What is being asked - Your output should be the lines of the entries below, exactly, from the first one through the line that holds "pub fn detach_layer(&mut".

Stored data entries
#####

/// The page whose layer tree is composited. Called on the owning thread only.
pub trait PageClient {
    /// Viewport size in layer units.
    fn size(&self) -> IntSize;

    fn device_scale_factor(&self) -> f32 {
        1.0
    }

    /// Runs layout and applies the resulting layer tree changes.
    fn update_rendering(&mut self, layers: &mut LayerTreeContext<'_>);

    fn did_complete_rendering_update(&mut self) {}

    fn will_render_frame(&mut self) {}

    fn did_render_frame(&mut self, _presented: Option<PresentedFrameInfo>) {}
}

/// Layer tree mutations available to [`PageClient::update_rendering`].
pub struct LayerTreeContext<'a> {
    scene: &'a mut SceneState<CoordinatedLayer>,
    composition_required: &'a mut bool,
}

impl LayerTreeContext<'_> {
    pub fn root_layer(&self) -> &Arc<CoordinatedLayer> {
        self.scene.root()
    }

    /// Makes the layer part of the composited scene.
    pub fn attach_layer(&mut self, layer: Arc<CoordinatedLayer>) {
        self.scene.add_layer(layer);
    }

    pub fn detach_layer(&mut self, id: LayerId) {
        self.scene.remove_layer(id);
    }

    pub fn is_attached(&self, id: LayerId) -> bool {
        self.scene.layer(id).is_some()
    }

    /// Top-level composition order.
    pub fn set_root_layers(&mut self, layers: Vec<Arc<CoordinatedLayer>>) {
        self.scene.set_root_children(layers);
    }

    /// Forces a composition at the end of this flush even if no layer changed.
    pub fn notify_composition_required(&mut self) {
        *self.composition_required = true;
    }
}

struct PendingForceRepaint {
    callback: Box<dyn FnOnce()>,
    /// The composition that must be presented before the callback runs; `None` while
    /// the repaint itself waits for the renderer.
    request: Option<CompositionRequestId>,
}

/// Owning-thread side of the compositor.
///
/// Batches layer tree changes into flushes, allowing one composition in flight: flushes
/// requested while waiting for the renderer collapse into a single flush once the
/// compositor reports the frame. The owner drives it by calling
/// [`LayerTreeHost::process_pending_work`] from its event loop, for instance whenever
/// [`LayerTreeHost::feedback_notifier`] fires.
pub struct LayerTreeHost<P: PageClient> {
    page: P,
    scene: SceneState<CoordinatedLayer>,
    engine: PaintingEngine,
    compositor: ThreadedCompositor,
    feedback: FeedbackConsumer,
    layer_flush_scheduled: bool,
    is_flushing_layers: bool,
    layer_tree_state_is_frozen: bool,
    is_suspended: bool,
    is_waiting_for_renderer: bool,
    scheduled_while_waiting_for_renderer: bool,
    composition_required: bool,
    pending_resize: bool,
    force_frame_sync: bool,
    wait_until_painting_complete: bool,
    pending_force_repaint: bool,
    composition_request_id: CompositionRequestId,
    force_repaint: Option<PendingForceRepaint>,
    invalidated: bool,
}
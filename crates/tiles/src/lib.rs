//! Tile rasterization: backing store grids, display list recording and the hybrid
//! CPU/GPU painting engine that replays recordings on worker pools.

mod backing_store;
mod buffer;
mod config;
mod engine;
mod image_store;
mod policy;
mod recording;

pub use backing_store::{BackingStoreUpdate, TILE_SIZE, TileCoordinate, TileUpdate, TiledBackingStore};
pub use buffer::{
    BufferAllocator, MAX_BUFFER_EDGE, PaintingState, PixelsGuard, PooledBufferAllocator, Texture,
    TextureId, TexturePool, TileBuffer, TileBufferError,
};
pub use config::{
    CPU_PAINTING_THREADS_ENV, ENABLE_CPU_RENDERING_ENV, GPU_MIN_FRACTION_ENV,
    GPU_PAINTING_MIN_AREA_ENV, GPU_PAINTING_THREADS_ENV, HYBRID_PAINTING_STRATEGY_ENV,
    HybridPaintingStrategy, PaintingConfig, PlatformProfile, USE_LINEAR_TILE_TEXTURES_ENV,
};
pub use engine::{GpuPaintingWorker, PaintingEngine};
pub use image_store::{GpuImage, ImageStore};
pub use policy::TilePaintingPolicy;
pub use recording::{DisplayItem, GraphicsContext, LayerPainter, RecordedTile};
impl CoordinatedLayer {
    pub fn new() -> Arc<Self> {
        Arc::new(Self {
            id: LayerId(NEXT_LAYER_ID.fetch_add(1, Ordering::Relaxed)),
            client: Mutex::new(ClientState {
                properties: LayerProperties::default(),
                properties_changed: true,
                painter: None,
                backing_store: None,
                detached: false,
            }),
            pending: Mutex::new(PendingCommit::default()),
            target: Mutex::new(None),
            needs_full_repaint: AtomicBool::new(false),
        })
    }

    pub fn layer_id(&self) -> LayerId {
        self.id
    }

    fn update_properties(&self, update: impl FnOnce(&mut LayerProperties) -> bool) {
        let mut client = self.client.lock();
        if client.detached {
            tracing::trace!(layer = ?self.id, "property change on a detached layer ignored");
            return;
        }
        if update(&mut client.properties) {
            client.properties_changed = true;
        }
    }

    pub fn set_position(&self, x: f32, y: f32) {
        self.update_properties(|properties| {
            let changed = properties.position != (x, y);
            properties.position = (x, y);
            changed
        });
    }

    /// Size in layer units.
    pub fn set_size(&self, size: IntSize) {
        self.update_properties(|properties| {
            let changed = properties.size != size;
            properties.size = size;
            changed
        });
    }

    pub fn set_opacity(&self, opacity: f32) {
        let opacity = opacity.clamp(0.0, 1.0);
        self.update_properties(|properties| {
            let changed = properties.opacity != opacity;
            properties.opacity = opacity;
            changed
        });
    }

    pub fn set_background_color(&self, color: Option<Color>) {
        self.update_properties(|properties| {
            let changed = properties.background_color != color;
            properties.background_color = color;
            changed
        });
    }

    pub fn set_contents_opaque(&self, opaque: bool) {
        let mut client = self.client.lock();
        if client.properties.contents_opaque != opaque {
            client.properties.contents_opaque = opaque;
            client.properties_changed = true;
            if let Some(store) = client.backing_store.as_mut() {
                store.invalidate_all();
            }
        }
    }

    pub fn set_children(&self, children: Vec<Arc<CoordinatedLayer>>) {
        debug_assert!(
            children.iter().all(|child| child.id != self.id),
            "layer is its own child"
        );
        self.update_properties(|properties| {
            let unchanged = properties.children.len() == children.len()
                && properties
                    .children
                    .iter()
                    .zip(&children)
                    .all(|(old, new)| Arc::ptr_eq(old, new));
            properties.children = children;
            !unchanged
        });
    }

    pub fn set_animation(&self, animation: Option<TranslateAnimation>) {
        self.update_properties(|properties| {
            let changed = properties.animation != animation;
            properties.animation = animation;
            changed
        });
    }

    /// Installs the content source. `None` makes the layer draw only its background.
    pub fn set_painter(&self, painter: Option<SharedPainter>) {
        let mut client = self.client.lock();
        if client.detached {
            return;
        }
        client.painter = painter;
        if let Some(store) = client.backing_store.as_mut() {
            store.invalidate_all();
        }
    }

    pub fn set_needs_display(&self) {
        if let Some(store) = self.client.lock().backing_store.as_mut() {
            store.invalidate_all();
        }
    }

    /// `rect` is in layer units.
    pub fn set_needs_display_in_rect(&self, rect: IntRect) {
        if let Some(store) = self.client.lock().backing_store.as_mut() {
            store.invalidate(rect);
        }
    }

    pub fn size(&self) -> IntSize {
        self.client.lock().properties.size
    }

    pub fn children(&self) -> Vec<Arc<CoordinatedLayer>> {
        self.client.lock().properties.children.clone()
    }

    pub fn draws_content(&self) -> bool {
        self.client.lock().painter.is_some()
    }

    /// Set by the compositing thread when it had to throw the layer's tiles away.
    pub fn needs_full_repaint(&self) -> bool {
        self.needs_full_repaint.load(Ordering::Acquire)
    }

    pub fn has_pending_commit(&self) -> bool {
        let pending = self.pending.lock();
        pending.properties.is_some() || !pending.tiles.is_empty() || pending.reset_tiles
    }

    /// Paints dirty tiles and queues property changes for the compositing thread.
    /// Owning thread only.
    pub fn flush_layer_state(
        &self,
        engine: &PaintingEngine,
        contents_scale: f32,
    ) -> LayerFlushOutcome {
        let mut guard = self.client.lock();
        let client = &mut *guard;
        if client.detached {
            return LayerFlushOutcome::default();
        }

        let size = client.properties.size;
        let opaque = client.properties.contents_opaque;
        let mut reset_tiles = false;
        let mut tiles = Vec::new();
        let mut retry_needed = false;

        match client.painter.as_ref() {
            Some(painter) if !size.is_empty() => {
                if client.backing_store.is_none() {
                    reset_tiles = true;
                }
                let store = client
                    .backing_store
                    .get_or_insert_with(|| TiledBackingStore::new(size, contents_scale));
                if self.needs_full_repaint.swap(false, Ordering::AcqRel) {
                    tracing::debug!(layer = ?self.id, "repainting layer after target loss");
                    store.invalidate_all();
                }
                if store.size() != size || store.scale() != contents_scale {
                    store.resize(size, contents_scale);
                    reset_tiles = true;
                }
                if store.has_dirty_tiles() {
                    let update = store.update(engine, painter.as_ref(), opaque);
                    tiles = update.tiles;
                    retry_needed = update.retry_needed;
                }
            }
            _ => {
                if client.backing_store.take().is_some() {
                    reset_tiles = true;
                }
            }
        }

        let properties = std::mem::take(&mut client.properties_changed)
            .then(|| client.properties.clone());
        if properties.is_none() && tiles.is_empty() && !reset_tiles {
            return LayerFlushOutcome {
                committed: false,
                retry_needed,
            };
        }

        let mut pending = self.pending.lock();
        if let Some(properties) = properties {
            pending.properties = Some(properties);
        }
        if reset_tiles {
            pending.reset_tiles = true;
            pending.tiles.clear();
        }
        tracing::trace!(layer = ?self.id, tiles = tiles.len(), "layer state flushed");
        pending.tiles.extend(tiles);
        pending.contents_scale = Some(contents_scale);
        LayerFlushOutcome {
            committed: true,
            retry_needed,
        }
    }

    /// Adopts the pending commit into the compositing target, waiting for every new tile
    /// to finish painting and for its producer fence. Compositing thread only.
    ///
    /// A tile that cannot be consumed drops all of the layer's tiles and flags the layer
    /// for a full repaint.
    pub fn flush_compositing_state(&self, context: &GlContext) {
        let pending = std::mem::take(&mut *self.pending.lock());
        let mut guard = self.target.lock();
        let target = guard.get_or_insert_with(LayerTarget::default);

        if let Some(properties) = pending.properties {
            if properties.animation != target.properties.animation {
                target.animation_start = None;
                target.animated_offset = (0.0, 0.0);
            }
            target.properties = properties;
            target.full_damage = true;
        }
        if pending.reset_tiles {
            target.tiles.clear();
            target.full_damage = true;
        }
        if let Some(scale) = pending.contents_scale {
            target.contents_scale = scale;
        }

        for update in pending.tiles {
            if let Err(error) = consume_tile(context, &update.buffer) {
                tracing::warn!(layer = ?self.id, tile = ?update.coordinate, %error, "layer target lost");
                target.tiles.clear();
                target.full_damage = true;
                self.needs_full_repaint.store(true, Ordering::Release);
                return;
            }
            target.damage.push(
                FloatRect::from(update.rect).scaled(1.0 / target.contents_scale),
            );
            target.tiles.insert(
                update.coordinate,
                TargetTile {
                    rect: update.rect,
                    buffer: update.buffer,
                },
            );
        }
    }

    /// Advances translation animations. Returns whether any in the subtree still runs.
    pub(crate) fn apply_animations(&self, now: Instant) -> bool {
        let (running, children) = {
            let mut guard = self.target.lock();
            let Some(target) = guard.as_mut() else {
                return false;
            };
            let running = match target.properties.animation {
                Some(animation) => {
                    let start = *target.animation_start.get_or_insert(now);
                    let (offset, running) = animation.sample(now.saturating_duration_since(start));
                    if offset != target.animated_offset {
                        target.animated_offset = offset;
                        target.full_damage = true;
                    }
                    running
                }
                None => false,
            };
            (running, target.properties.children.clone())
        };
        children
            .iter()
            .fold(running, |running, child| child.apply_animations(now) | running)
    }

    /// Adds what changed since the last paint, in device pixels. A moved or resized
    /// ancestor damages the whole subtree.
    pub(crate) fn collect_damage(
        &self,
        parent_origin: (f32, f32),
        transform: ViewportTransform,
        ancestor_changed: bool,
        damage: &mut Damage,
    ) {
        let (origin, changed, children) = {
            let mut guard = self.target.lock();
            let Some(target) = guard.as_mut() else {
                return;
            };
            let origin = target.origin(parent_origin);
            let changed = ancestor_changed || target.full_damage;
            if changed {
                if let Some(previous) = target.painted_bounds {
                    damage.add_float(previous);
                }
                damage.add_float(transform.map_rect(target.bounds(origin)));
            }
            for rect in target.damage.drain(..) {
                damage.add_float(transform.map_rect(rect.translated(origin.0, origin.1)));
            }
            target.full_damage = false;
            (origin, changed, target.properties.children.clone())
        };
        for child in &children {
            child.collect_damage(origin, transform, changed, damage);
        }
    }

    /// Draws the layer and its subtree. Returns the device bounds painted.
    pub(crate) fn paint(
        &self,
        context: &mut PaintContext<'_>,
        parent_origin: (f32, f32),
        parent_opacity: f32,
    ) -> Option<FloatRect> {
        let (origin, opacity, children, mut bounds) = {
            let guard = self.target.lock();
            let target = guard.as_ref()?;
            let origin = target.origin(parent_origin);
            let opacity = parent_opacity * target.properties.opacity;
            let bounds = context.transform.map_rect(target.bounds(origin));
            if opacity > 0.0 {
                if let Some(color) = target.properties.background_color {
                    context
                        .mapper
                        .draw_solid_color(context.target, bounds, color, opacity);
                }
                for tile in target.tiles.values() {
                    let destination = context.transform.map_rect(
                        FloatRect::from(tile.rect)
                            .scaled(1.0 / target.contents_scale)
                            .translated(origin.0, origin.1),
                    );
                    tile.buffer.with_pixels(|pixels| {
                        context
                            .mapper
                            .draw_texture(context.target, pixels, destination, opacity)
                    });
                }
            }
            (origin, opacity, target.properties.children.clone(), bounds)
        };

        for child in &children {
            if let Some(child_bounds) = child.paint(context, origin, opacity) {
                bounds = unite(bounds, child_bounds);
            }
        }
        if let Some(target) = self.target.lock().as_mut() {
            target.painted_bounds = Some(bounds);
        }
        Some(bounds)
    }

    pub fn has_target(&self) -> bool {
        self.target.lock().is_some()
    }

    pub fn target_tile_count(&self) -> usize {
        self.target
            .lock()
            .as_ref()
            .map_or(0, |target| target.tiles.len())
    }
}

#####

Answer to this problem -
/// The page whose layer tree is composited. Called on the owning thread only.
pub trait PageClient {
    /// Viewport size in layer units.
    fn size(&self) -> IntSize;

    fn device_scale_factor(&self) -> f32 {
        1.0
    }

    /// Runs layout and applies the resulting layer tree changes.
    fn update_rendering(&mut self, layers: &mut LayerTreeContext<'_>);

    fn did_complete_rendering_update(&mut self) {}

    fn will_render_frame(&mut self) {}

    fn did_render_frame(&mut self, _presented: Option<PresentedFrameInfo>) {}
}

/// Layer tree mutations available to [`PageClient::update_rendering`].
pub struct LayerTreeContext<'a> {
    scene: &'a mut SceneState<CoordinatedLayer>,
    composition_required: &'a mut bool,
}

impl LayerTreeContext<'_> {
    pub fn root_layer(&self) -> &Arc<CoordinatedLayer> {
        self.scene.root()
    }

    /// Makes the layer part of the composited scene.
    pub fn attach_layer(&mut self, layer: Arc<CoordinatedLayer>) {
        self.scene.add_layer(layer);
    }

    pub fn detach_layer(&mut self, id: LayerId) {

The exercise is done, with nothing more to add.